(Stored items)
--

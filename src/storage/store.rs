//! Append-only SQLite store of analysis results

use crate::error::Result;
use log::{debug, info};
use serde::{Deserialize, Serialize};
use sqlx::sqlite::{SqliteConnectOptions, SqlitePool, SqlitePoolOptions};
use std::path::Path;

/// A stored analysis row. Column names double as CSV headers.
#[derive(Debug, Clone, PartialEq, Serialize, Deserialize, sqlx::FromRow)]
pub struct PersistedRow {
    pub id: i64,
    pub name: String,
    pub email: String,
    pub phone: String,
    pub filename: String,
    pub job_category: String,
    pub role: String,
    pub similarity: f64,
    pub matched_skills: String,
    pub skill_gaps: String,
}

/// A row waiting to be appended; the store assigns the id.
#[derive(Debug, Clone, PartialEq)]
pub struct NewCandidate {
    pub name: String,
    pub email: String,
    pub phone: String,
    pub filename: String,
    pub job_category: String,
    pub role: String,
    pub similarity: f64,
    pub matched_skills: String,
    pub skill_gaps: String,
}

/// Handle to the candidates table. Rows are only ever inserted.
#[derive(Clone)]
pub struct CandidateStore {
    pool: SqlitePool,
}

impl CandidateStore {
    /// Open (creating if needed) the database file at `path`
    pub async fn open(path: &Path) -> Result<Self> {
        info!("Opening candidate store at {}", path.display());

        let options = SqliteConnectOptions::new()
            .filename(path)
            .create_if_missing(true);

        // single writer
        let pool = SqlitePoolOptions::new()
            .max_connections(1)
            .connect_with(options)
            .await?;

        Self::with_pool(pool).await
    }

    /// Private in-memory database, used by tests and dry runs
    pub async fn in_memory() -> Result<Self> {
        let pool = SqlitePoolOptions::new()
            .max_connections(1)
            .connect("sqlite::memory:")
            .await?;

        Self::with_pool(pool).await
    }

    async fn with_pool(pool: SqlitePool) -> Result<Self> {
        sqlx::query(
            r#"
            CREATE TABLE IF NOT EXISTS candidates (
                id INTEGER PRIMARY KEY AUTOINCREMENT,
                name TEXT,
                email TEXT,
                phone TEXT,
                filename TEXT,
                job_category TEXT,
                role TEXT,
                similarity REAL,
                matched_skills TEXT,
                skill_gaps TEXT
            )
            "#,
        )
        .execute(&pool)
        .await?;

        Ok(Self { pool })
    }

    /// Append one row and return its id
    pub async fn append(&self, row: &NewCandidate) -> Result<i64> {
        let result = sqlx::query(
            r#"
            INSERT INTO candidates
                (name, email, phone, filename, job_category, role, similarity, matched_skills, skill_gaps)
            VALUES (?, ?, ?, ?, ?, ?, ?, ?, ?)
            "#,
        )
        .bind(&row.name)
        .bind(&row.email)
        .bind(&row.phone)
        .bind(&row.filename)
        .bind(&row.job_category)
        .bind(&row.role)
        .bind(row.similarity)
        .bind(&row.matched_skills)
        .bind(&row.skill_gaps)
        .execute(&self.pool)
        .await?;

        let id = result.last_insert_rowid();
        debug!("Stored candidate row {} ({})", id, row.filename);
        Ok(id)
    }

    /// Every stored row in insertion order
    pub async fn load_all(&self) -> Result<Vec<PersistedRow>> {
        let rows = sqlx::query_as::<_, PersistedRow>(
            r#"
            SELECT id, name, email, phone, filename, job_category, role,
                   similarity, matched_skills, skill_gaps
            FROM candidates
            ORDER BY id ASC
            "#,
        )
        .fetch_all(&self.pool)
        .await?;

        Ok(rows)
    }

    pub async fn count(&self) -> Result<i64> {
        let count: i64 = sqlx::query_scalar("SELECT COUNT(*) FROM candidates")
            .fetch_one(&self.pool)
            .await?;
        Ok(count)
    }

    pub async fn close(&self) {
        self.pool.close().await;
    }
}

--

The answer must be a word-for-word transcription of every record above.

filename src/storage/store.rs
//! Append-only SQLite store of analysis results

use crate::error::Result;
use log::{debug, info};
use serde::{Deserialize, Serialize};
use sqlx::sqlite::{SqliteConnectOptions, SqlitePool, SqlitePoolOptions};
use std::path::Path;

/// A stored analysis row. Column names double as CSV headers.
#[derive(Debug, Clone, PartialEq, Serialize, Deserialize, sqlx::FromRow)]
pub struct PersistedRow {
    pub id: i64,
    pub name: String,
    pub email: String,
    pub phone: String,
    pub filename: String,
    pub job_category: String,
    pub role: String,
    pub similarity: f64,
    pub matched_skills: String,
    pub skill_gaps: String,
}

/// A row waiting to be appended; the store assigns the id.
#[derive(Debug, Clone, PartialEq)]
pub struct NewCandidate {
    pub name: String,
    pub email: String,
    pub phone: String,
    pub filename: String,
    pub job_category: String,
    pub role: String,
    pub similarity: f64,
    pub matched_skills: String,
    pub skill_gaps: String,
}

/// Handle to the candidates table. Rows are only ever inserted.
#[derive(Clone)]
pub struct CandidateStore {
    pool: SqlitePool,
}

impl CandidateStore {
    /// Open (creating if needed) the database file at `path`
    pub async fn open(path: &Path) -> Result<Self> {
        info!("Opening candidate store at {}", path.display());

        let options = SqliteConnectOptions::new()
            .filename(path)
            .create_if_missing(true);

        // single writer
        let pool = SqlitePoolOptions::new()
            .max_connections(1)
            .connect_with(options)
            .await?;

        Self::with_pool(pool).await
    }

    /// Private in-memory database, used by tests and dry runs
    pub async fn in_memory() -> Result<Self> {
        let pool = SqlitePoolOptions::new()
            .max_connections(1)
            .connect("sqlite::memory:")
            .await?;

        Self::with_pool(pool).await
    }

    async fn with_pool(pool: SqlitePool) -> Result<Self> {
        sqlx::query(
            r#"
            CREATE TABLE IF NOT EXISTS candidates (
                id INTEGER PRIMARY KEY AUTOINCREMENT,
                name TEXT,
                email TEXT,
                phone TEXT,
                filename TEXT,
                job_category TEXT,
                role TEXT,
                similarity REAL,
                matched_skills TEXT,
                skill_gaps TEXT
            )
            "#,
        )
        .execute(&pool)
        .await?;

        Ok(Self { pool })
    }

    /// Append one row and return its id
    pub async fn append(&self, row: &NewCandidate) -> Result<i64> {
        let result = sqlx::query(
            r#"
            INSERT INTO candidates
                (name, email, phone, filename, job_category, role, similarity, matched_skills, skill_gaps)
            VALUES (?, ?, ?, ?, ?, ?, ?, ?, ?)
            "#,
        )
        .bind(&row.name)
        .bind(&row.email)
        .bind(&row.phone)
        .bind(&row.filename)
        .bind(&row.job_category)
        .bind(&row.role)
        .bind(row.similarity)
        .bind(&row.matched_skills)
        .bind(&row.skill_gaps)
        .execute(&self.pool)
        .await?;

        let id = result.last_insert_rowid();
        debug!("Stored candidate row {} ({})", id, row.filename);
        Ok(id)
    }

    /// Every stored row in insertion order
    pub async fn load_all(&self) -> Result<Vec<PersistedRow>> {
        let rows = sqlx::query_as::<_, PersistedRow>(
            r#"
            SELECT id, name, email, phone, filename, job_category, role,
                   similarity, matched_skills, skill_gaps
            FROM candidates
            ORDER BY id ASC
            "#,
        )
        .fetch_all(&self.pool)
        .await?;

        Ok(rows)
    }

    pub async fn count(&self) -> Result<i64> {
        let count: i64 = sqlx::query_scalar("SELECT COUNT(*) FROM candidates")
            .fetch_one(&self.pool)
            .await?;
        Ok(count)
    }

    pub async fn close(&self) {
        self.pool.close().await;
    }
}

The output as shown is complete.